Snow is expected to hit parts of New England
One of the most reliable weather forecasting models — the European model — continues to show that this storm will miss us, moving about 200 miles south. If this guidance turns out to be correct, predictions of heavy snow and winds will not come true. We will see little to no snow across northern Massachusetts cities and perhaps 1 to 4 inches closer to Boston, with 4 to 7 inches further south. This possibility must be taken into consideration even at this late date, with less than 24 hours remaining until the storm begins.
The European model group forecast below has almost no chance of heavy snow — 6 inches or more — falling in the most populated areas of southern New England. There’s another set of data that we’re going to get this evening, so it’s important to stay up to date on the latest forecasts and if you’re the superintendent of schools and you can hold off on making the call, I will.
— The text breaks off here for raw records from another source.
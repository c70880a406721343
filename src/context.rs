use std::collections::VecDeque;

use log::{debug, trace};
use memory::FrameTable;
use page_table::{PageTable, PageTableEntry};
use tlb::Tlb;

use crate::{process::Process, Pfn, Pid, VmError, Vpn};

/// Everything the MMU model works on: the running process, the ready queue,
/// the TLB and the frame table.
///
/// The page table base register always refers to the page table of the
/// `current` process, see [`Context::ptbr`].
#[derive(Debug)]
pub struct Context<const PTES_PER_PAGE: usize, const NR_FRAMES: usize> {
    pub(crate) ready_queue: VecDeque<Process<PTES_PER_PAGE>>,
    pub(crate) current: Process<PTES_PER_PAGE>,
    pub(crate) tlb: Tlb,
    pub(crate) frames: FrameTable<NR_FRAMES>,
}

impl<const PTES_PER_PAGE: usize, const NR_FRAMES: usize> Context<PTES_PER_PAGE, NR_FRAMES> {
    /// A system running process 0 with an empty address space.
    pub fn init() -> Self {
        Self::with_initial_pid(0)
    }

    pub fn with_initial_pid(pid: Pid) -> Self {
        debug!(
            "initializing context: {} ptes per page, {} frames",
            PTES_PER_PAGE, NR_FRAMES
        );
        Self {
            ready_queue: VecDeque::new(),
            current: Process::new(pid),
            tlb: Tlb::init(PTES_PER_PAGE * PTES_PER_PAGE),
            frames: FrameTable::init(),
        }
    }

    pub fn current_pid(&self) -> Pid {
        self.current.pid
    }

    /// Pids in the ready queue, head first.
    pub fn ready_pids(&self) -> Vec<Pid> {
        self.ready_queue.iter().map(|p| p.pid).collect()
    }

    /// The page table the MMU walks.
    pub fn ptbr(&self) -> &PageTable<PTES_PER_PAGE> {
        &self.current.page_table
    }

    pub fn tlb(&self) -> &Tlb {
        &self.tlb
    }

    pub fn frames(&self) -> &FrameTable<NR_FRAMES> {
        &self.frames
    }

    /// The running process followed by the ready queue.
    pub fn processes(&self) -> impl Iterator<Item = &Process<PTES_PER_PAGE>> {
        std::iter::once(&self.current).chain(self.ready_queue.iter())
    }

    pub fn mapcount(&self, pfn: Pfn) -> Result<u32, VmError> {
        Ok(self.frames.mapcount(pfn)?)
    }

    /// The current process's entry for `vpn`, `None` if its region is unmapped.
    pub fn entry(&self, vpn: Vpn) -> Result<Option<PageTableEntry>, VmError> {
        self.current
            .page_table
            .entry(vpn)
            .map(|pte| pte.copied())
            .map_err(|err| VmError::from_page_table(err, vpn))
    }

    pub(crate) fn entry_mut(&mut self, vpn: Vpn) -> Result<&mut PageTableEntry, VmError> {
        self.current
            .page_table
            .entry_mut(vpn)
            .map_err(|err| VmError::from_page_table(err, vpn))?
            .ok_or(VmError::NotMapped(vpn))
    }

    pub fn lookup_translation(&self, vpn: Vpn) -> Option<Pfn> {
        self.tlb.lookup(vpn)
    }

    pub fn insert_translation(&mut self, vpn: Vpn, pfn: Pfn) {
        self.tlb.insert(vpn, pfn);
    }

    pub fn invalidate_translation(&mut self, vpn: Vpn) {
        self.tlb.invalidate(vpn);
    }

    pub fn flush_translations(&mut self) {
        self.tlb.flush();
    }

    /// Verifies that every frame's mapcount equals the number of page table
    /// entries, over all processes, that hold it.
    pub fn check_mapcounts(&self) -> Result<(), VmError> {
        let mut expected = vec![0u32; NR_FRAMES];
        for process in self.processes() {
            for (_, pte) in process.page_table.iter() {
                if let Some(pfn) = pte.pfn {
                    match expected.get_mut(pfn as usize) {
                        Some(count) => *count += 1,
                        None => return Err(memory::MemoryError::OverCapacity.into()),
                    }
                }
            }
        }
        for (pfn, expected) in expected.into_iter().enumerate() {
            let pfn = pfn as Pfn;
            let actual = self.frames.mapcount(pfn)?;
            if actual != expected {
                return Err(VmError::MapcountMismatch {
                    pfn,
                    expected,
                    actual,
                });
            }
        }
        trace!("mapcounts consistent");
        Ok(())
    }
}

impl<const PTES_PER_PAGE: usize, const NR_FRAMES: usize> Default
    for Context<PTES_PER_PAGE, NR_FRAMES>
{
    fn default() -> Self {
        Self::init()
    }
}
The GFS model shows that the greatest amount of total precipitation is expected to be south of Mass Pike. The numbers you notice are either rain or the total water equivalent of the snow itself. That’s a lot of precipitation, and for those areas that receive the most snow and the most water equivalent, there’s going to be a lot of it.
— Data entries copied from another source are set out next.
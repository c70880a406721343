mod iter;
mod page_table_entry;

use std::fmt;

pub use memory::Pfn;
pub use page_table_entry::{Access, AccessRights, PageTableEntry};

pub use self::iter::PageTableIterator;

pub type Vpn = u32;

#[derive(Debug, Clone, Copy, PartialEq, Eq)]
pub enum PageTableError {
    OutOfRange,
}

impl fmt::Display for PageTableError {
    fn fmt(&self, f: &mut fmt::Formatter<'_>) -> fmt::Result {
        match self {
            PageTableError::OutOfRange => write!(f, "virtual page number out of range"),
        }
    }
}

/// Second level of the page table, covering `PTES_PER_PAGE` consecutive pages.
#[derive(Debug, Clone)]
pub struct PageDirectory<const PTES_PER_PAGE: usize> {
    ptes: [PageTableEntry; PTES_PER_PAGE],
}

impl<const PTES_PER_PAGE: usize> PageDirectory<PTES_PER_PAGE> {
    pub fn new() -> Self {
        Self {
            ptes: [PageTableEntry::zero(); PTES_PER_PAGE],
        }
    }

    pub fn get(&self, index: usize) -> Option<&PageTableEntry> {
        self.ptes.get(index)
    }

    pub fn get_mut(&mut self, index: usize) -> Option<&mut PageTableEntry> {
        self.ptes.get_mut(index)
    }
}

impl<const PTES_PER_PAGE: usize> Default for PageDirectory<PTES_PER_PAGE> {
    fn default() -> Self {
        Self::new()
    }
}

/// Two-level page table of a single process.
///
/// A vpn splits into an outer index (`vpn / PTES_PER_PAGE`) selecting a
/// directory and an inner index (`vpn % PTES_PER_PAGE`) selecting the entry.
/// Directories are only allocated once something is mapped in their region;
/// an absent directory means the whole region is unmapped.
#[derive(Debug, Clone)]
pub struct PageTable<const PTES_PER_PAGE: usize> {
    outer: Vec<Option<Box<PageDirectory<PTES_PER_PAGE>>>>,
}

impl<const PTES_PER_PAGE: usize> PageTable<PTES_PER_PAGE> {
    pub fn init() -> Self {
        let mut outer = Vec::with_capacity(PTES_PER_PAGE);
        for _ in 0..PTES_PER_PAGE {
            outer.push(None);
        }
        Self { outer }
    }

    /// Size of the virtual address space in pages.
    pub fn nr_pages() -> usize {
        PTES_PER_PAGE * PTES_PER_PAGE
    }

    pub fn split(vpn: Vpn) -> Result<(usize, usize), PageTableError> {
        let vpn = vpn as usize;
        if vpn >= Self::nr_pages() {
            return Err(PageTableError::OutOfRange);
        }
        Ok((vpn / PTES_PER_PAGE, vpn % PTES_PER_PAGE))
    }

    pub fn directory(&self, outer: usize) -> Option<&PageDirectory<PTES_PER_PAGE>> {
        self.outer.get(outer)?.as_deref()
    }

    pub fn has_directory(&self, vpn: Vpn) -> Result<bool, PageTableError> {
        let (outer, _) = Self::split(vpn)?;
        Ok(self.outer[outer].is_some())
    }

    /// Number of allocated directories.
    pub fn directories(&self) -> usize {
        self.outer.iter().filter(|d| d.is_some()).count()
    }

    /// The entry for `vpn`, or `None` when its region is unmapped.
    pub fn entry(&self, vpn: Vpn) -> Result<Option<&PageTableEntry>, PageTableError> {
        let (outer, inner) = Self::split(vpn)?;
        Ok(self.outer[outer]
            .as_deref()
            .and_then(|directory| directory.get(inner)))
    }

    pub fn entry_mut(&mut self, vpn: Vpn) -> Result<Option<&mut PageTableEntry>, PageTableError> {
        let (outer, inner) = Self::split(vpn)?;
        Ok(self.outer[outer]
            .as_deref_mut()
            .and_then(|directory| directory.get_mut(inner)))
    }

    /// The entry for `vpn`, allocating its directory first if needed.
    pub fn entry_or_insert(&mut self, vpn: Vpn) -> Result<&mut PageTableEntry, PageTableError> {
        let (outer, inner) = Self::split(vpn)?;
        let directory = self.outer[outer].get_or_insert_with(|| {
            log::debug!("allocating page directory {}", outer);
            Box::new(PageDirectory::new())
        });
        directory.get_mut(inner).ok_or(PageTableError::OutOfRange)
    }

    /// Entries holding a frame, valid or deferred.
    pub fn iter(&self) -> PageTableIterator {
        let mut entries = Vec::new();
        for (outer, directory) in self.outer.iter().enumerate() {
            let directory = match directory {
                Some(directory) => directory,
                None => continue,
            };
            for (inner, pte) in directory.ptes.iter().enumerate() {
                if pte.holds_frame() {
                    entries.push(((outer * PTES_PER_PAGE + inner) as Vpn, *pte));
                }
            }
        }
        PageTableIterator::new(entries)
    }

    pub fn valid_entries(&self) -> usize {
        self.iter().filter(|(_, pte)| pte.valid).count()
    }
}

impl<const PTES_PER_PAGE: usize> Default for PageTable<PTES_PER_PAGE> {
    fn default() -> Self {
        Self::init()
    }
}

#[cfg(test)]
mod tests {
    use super::*;

    #[test]
    fn create_mapping() {
        let mut table: PageTable<16> = PageTable::init();
        assert_eq!(table.entry(12), Ok(None));
        *table.entry_or_insert(12).unwrap() = PageTableEntry::map(43, Access::Write);
        *table.entry_or_insert(4).unwrap() = PageTableEntry::map(45, Access::Read);
        assert_eq!(table.directories(), 1);
        let entry = table.entry(12).unwrap().unwrap();
        assert_eq!(entry.pfn, Some(43));
        assert!(entry.writable);
        let entry = table.entry(4).unwrap().unwrap();
        assert_eq!(entry.pfn, Some(45));
        assert!(!entry.writable);
    }

    #[test]
    fn region_mapped_but_empty() {
        let mut table: PageTable<4> = PageTable::init();
        table.entry_or_insert(5).unwrap();
        assert_eq!(table.has_directory(4), Ok(true));
        assert_eq!(table.has_directory(0), Ok(false));
        let entry = table.entry(6).unwrap().unwrap();
        assert!(!entry.valid);
        assert_eq!(table.valid_entries(), 0);
    }

    #[test]
    fn split_vpn() {
        assert_eq!(PageTable::<16>::split(0), Ok((0, 0)));
        assert_eq!(PageTable::<16>::split(17), Ok((1, 1)));
        assert_eq!(PageTable::<16>::split(255), Ok((15, 15)));
        assert_eq!(PageTable::<16>::split(256), Err(PageTableError::OutOfRange));
    }

    #[test]
    fn iterate_in_vpn_order() {
        let mut table: PageTable<4> = PageTable::init();
        for vpn in [13, 2, 7] {
            *table.entry_or_insert(vpn).unwrap() = PageTableEntry::map(vpn, Access::Read);
        }
        let vpns: Vec<_> = table.iter().map(|(vpn, _)| vpn).collect();
        assert_eq!(vpns, vec![2, 7, 13]);
        assert_eq!(table.iter().len(), 3);
    }

    #[test]
    fn cloned_table_is_independent() {
        let mut table: PageTable<4> = PageTable::init();
        *table.entry_or_insert(1).unwrap() = PageTableEntry::map(3, Access::Write);
        let copy = table.clone();
        table.entry_mut(1).unwrap().unwrap().clear();
        assert_eq!(copy.entry(1).unwrap().unwrap().pfn, Some(3));
    }
}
Snow accumulation expected
I made some changes to my snow maps. Once more information is available later today, we could see more of a southward shift in snow intensity or it may end up staying the same.
Right now, we’re looking at:
• 8 to 14 inches – Boston area, southern Mass Pike, most of Rhode Island and Connecticut.
• 4 to 8 inches – north of Mass Pike and western Massachusetts.
• 2 to 8 inches – along the coast and on the headland.
• 2 to 4 inches – southern Maine
• Coating up to 2 inches – New Hampshire and Vermont.
A winter storm warning has been issued for central, eastern, northeastern and western Massachusetts and northern Rhode Island starting at 1 a.m. Tuesday and continuing until 1 a.m. Wednesday.
Rain is expected to arrive Tuesday morning. If you need to get to work, you’ll be able to travel quite easily for the first part of the trip, but once we get past about 8am, conditions will deteriorate.
I believe the most intense part of the storm will come during the mid to late morning and afternoon. During times of heavy snowfall, it can fall at a rate of 1 to 3 inches per hour, making travel very difficult due to reduced visibility.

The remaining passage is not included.